|
CSE Home |
Previous Quarters |
About Us |
Search |
Contact Info |
|
590z meets Tuesdays, 1:30-2:20pm in GWN 301.
590zz meets Wednesdays, 2:30-3:20pm in MOR 220.
Click here to view the combined email archive for cse590z@cs and theory-group@cs. The plan for 590z this quarter is to continue presenting material from Proofs from The Book, although people who would like to talk about something else from the current theory literature are welcome to do so. There will also be a few outside speakers talking about their recent research in theoretical computer science. 590zz, as usual, will focus on the current research work of students and faculty. This can be anything from half-baked to fully developed ideas. The point is to let everyone in the theory group know what you are working on and perhaps get some useful insights from others into problems that you are stuck at. Graduating students are also welcome to present their job talks.
ScheduleNote for speakers: Please email me (ashish@cs.washington.edu) the details of your talk as soon as you decide. Thanks!
|
|
| Speaker | Jeremy Barbay, University of Paris |
| Title | Intersection and t-Threshold Problem on Sorted Sets, Lower Bound and Algorithms for Indexed Search Engines |
| Abstract |
Consider the problem of computing the intersection of k sorted
sets. In the comparison model, we prove a new lower bound which
depends on the non-deterministic complexity of the instance, and
implies that the algorithm of Demaine, López-Ortiz and
Munro is optimal in this "adaptive" sense (for k much
smaller than n). We extend the lower bound and the algorithm to the
t-Threshold Problem, which consists in finding the elements
which are in at least t of the k sets.
These problems will be presented at the conference SODA02.
These problems are motivated by boolean queries in indexed text database systems such as Google. Two variants of the intersection problem, Bidimensional Intersection and InterUnion Problem, are studied in the context of the FFSS project, a new sharing file system protocol, associated with an indexed search engine. This protocol is currently tested on the local student network of the Federation AURORE, at the university of Paris-Sud. A generalisation of the t-Threshold Set Problem, the optimal Threshold Set problem would be of interest in indexed search engine and is also under study. |
---------------
| Speaker | Stefan Saroiu |
| Title | Content Distribution for Peer-to-Peer Systems |
| Abstract |
Recently, many proposals of peer-to-peer system designs and protocols
have emerged, all providing similar functionality: content name
lookup, that is resolving a query for a piece of content into the
address of the peer storing the content.
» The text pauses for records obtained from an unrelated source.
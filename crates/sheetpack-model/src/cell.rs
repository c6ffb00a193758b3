use serde::de::Error as _;
use serde::{Deserialize, Deserializer, Serialize};

use crate::{CellRef, CellValue, Range};

/// Excel-compatible maximum rows per worksheet (1,048,576).
pub const EXCEL_MAX_ROWS: u32 = 1_048_576;

/// Excel-compatible maximum columns per worksheet (16,384).
pub const EXCEL_MAX_COLS: u32 = 16_384;

const COL_BITS: u32 = 14; // 2^14 = 16,384 columns.
const COL_MASK: u64 = (1u64 << COL_BITS) - 1;

/// Compact key used for sparse cell storage.
///
/// The key is a packed `(row, col)` pair into a `u64`:
///
/// ```text
/// key = (row << 14) | col
/// ```
///
/// Ordering on the packed value is row-major, which makes iteration over the
/// worksheet's `BTreeMap` come out in wire order for free.
#[derive(Copy, Clone, Debug, PartialEq, Eq, Hash, PartialOrd, Ord, Serialize)]
#[repr(transparent)]
pub struct CellKey(u64);

impl CellKey {
    /// Encode a `(row, col)` coordinate into a compact [`CellKey`].
    #[inline]
    pub fn new(row: u32, col: u32) -> Self {
        assert!(row < EXCEL_MAX_ROWS, "row out of Excel bounds: {row}");
        assert!(col < EXCEL_MAX_COLS, "col out of Excel bounds: {col}");
        Self(((row as u64) << COL_BITS) | (col as u64))
    }

    /// Decode the row component (0-indexed).
    #[inline]
    pub const fn row(self) -> u32 {
        (self.0 >> COL_BITS) as u32
    }

    /// Decode the column component (0-indexed).
    #[inline]
    pub const fn col(self) -> u32 {
        (self.0 & COL_MASK) as u32
    }

    /// Raw packed value.
    #[inline]
    pub const fn as_u64(self) -> u64 {
        self.0
    }

    /// Convert to a [`CellRef`].
    #[inline]
    pub const fn to_ref(self) -> CellRef {
        CellRef::new(self.row(), self.col())
    }

    /// Create a key from a [`CellRef`].
    #[inline]
    pub fn from_ref(cell: CellRef) -> Self {
        Self::new(cell.row, cell.col)
    }
}

impl<'de> Deserialize<'de> for CellKey {
    fn deserialize<D>(deserializer: D) -> Result<Self, D::Error>
    where
        D: Deserializer<'de>,
    {
        let raw = u64::deserialize(deserializer)?;
        let row = raw >> COL_BITS;
        let col = raw & COL_MASK;

        if row >= EXCEL_MAX_ROWS as u64 {
            return Err(D::Error::custom(format!(
                "CellKey row out of Excel bounds: {row}"
            )));
        }
        if col >= EXCEL_MAX_COLS as u64 {
            return Err(D::Error::custom(format!(
                "CellKey col out of Excel bounds: {col}"
            )));
        }

        Ok(CellKey(raw))
    }
}

impl From<CellKey> for u64 {
    fn from(value: CellKey) -> Self {
        value.0
    }
}

impl From<CellRef> for CellKey {
    fn from(value: CellRef) -> Self {
        Self::from_ref(value)
    }
}

/// How a formula participates in group structures on the wire.
///
/// Shared-formula grouping is recomputed from scratch on save, so the model
/// does not track shared membership; only array anchors carry extra state
/// (the spilled range), because that range is caller-visible.
#[derive(Clone, Debug, PartialEq, Eq, Serialize, Deserialize, Default)]
#[serde(tag = "kind", rename_all = "snake_case")]
pub enum FormulaKind {
    #[default]
    Normal,
    /// Anchor of an array formula spanning `range`. Member cells of the range
    /// carry no formula of their own, only cached values.
    Array { range: Range },
}

/// A cell formula: display text (no leading `=`) plus its wire role.
#[derive(Clone, Debug, PartialEq, Eq, Serialize, Deserialize)]
pub struct CellFormula {
    pub text: String,
    #[serde(default, flatten)]
    pub kind: FormulaKind,
}

impl CellFormula {
    pub fn new(text: impl Into<String>) -> Self {
        Self {
            text: text.into(),
            kind: FormulaKind::Normal,
        }
    }

    pub fn array(text: impl Into<String>, range: Range) -> Self {
        Self {
            text: text.into(),
            kind: FormulaKind::Array { range },
        }
    }

    pub fn is_array(&self) -> bool {
        matches!(self.kind, FormulaKind::Array { .. })
    }
}

/// A single cell record.
///
/// Cells are stored sparsely: when a cell is "truly empty" (no value, no
/// formula, default style), it is removed from the worksheet map.
#[derive(Clone, Debug, PartialEq, Serialize, Deserialize)]
pub struct Cell {
    /// The cell's literal value, or a formula's cached result.
    #[serde(default)]
    pub value: CellValue,

    /// Formula, if the cell contains one. For formula cells `value` holds the
    /// cached last-computed result ([`CellValue::Empty`] when none exists).
    #[serde(default, skip_serializing_if = "Option::is_none")]
    pub formula: Option<CellFormula>,

    /// Index into the workbook style table.
    #[serde(default)]
    pub style_id: u32,

    /// Whether a text value goes through the shared-string pool (`true`,
    /// the default) or is stored inline in the worksheet part.
    #[serde(default = "default_share_string")]
    pub share_string: bool,
}

fn default_share_string() -> bool {
    true
}

impl Default for Cell {
    fn default() -> Self {
        Self {
            value: CellValue::Empty,
            formula: None,
            style_id: 0,
            share_string: true,
        }
    }
}

impl Cell {
    /// Create a new cell with the given value.
    pub fn new(value: CellValue) -> Self {
        Self {
            value,
            ..Self::default()
        }
    }

    /// Returns true if this cell has no observable content or formatting.
    ///
    /// Such cells should not be stored in the sparse map.
    pub fn is_truly_empty(&self) -> bool {
        self.value == CellValue::Empty && self.formula.is_none() && self.style_id == 0
    }
}

#[cfg(test)]
mod tests {
    use super::*;

    #[test]
    fn cell_key_roundtrip() {
        let key = CellKey::new(0, 0);
        assert_eq!(key.row(), 0);
        assert_eq!(key.col(), 0);
        assert_eq!(key.to_ref(), CellRef::new(0, 0));

        let key2 = CellKey::new(EXCEL_MAX_ROWS - 1, EXCEL_MAX_COLS - 1);
        assert_eq!(key2.row(), EXCEL_MAX_ROWS - 1);
        assert_eq!(key2.col(), EXCEL_MAX_COLS - 1);
    }

    #[test]
    fn cell_key_orders_row_major() {
        let a1 = CellKey::new(0, 0);
        let b1 = CellKey::new(0, 1);
        let a2 = CellKey::new(1, 0);
        assert!(a1 < b1);
        assert!(b1 < a2);
    }

    #[test]
    fn cell_key_deserialize_validates_bounds() {
        let too_large = (EXCEL_MAX_ROWS as u64) << COL_BITS;
        let json = too_large.to_string();
        let err = serde_json::from_str::<CellKey>(&json).unwrap_err();
        let msg = err.to_string();
        assert!(msg.contains("out of Excel bounds"));
    }

    #[test]
    fn truly_empty_ignores_share_string_flag() {
        let mut cell = Cell::default();
        cell.share_string = false;
        assert!(cell.is_truly_empty());
    }
}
While content name lookup is
vital to their success, peer-to-peer systems have another, equally
difficult, challenge to overcome: distributing content efficiently.
The characteristics of peer-to-peer systems pose a novel, unique environment to the problem of distributing content. First, in these systems, hosts have homogeneous and symmetric roles, acting as both clients and servers. Thus, in contrast to classic client-server architectures, distributing content in peer-to-peer can be done more efficiently, since any host can participate in the distribution. Second, a recent study has found that most of the participating peers are home-users, using asymmetric, low-speed (broadband and modem) Internet connections. Thus, bandwidths of transfers between peers are limited by the peer's connection speeds and a natural ordering of these speeds exists in practice. In this talk, we start by formalizing the content distribution problem for distributed systems in general and we describe two practical time-based objective functions. Based on this formal description, we find that most content distribution problems trivially reduce to or are known to be NP-hard. Surprisingly, however, in the case of distributing content from well-provisioned nodes in peer-to-peer, the content distribution problem has a linear time optimal algorithm for one of the proposed objective functions. Finally, we present an evaluation of this optimal algorithm and directions for future work. This is joint work with Krishna Gummadi, Jared Saia, Steve Gribble and Anna Karlin. |
---------------
| Speakers | Jason Hartline, Ed Hong, Alex Mohr, William Pentney |
| Title | Anti-Persistence: History Independent Data Structures |
| Abstract |
Paper by: Moni Naor and Vanessa Teague
Many data structures give away much more information than they were intended to. Whenever privacy is important, we need to be concerned that it might be possible to infer information from the memory representation of a data structure that is not available through its legitimate interface. Word processors that quietly maintain old versions of a document are merely the most egregious example of a general problem. We deal with data structures whose current memory representation does not reveal their history. We focus on dictionaries, where this means revealing nothing about the order of insertions or deletions. Our first algorithm is a hash table based on open addressing, allowing O(1) insertion and search. We also present a history independent dynamic perfect hash table that uses space linear in the number of elements inserted and has expected amortized insertion and deletion time O(1). To solve the dynamic perfect hashing problem we devise a general scheme for history independent memory allocation. For fixed-size records this is quite efficient, with insertion and deletion both linear in the size of the record. Our variable-size record scheme is efficient enough for dynamic perfect hashing but not for general use. The main open problem we leave is whether it is possible to implement a variable-size record scheme with low overhead. |
---------------
| Speaker | Frank McSherry |
| Title | Data Mining through Spectral Analysis |
| Abstract |
The heading Data Mining covers many problems, from web searching to
clustering to data prediction. In this talk, we will see how spectral
analysis, the use of matrix eigenstructure, can be applied to these
problems. We will see how the three problems mentioned above can be
cast in a common framework, and why spectral techniques are sucessful.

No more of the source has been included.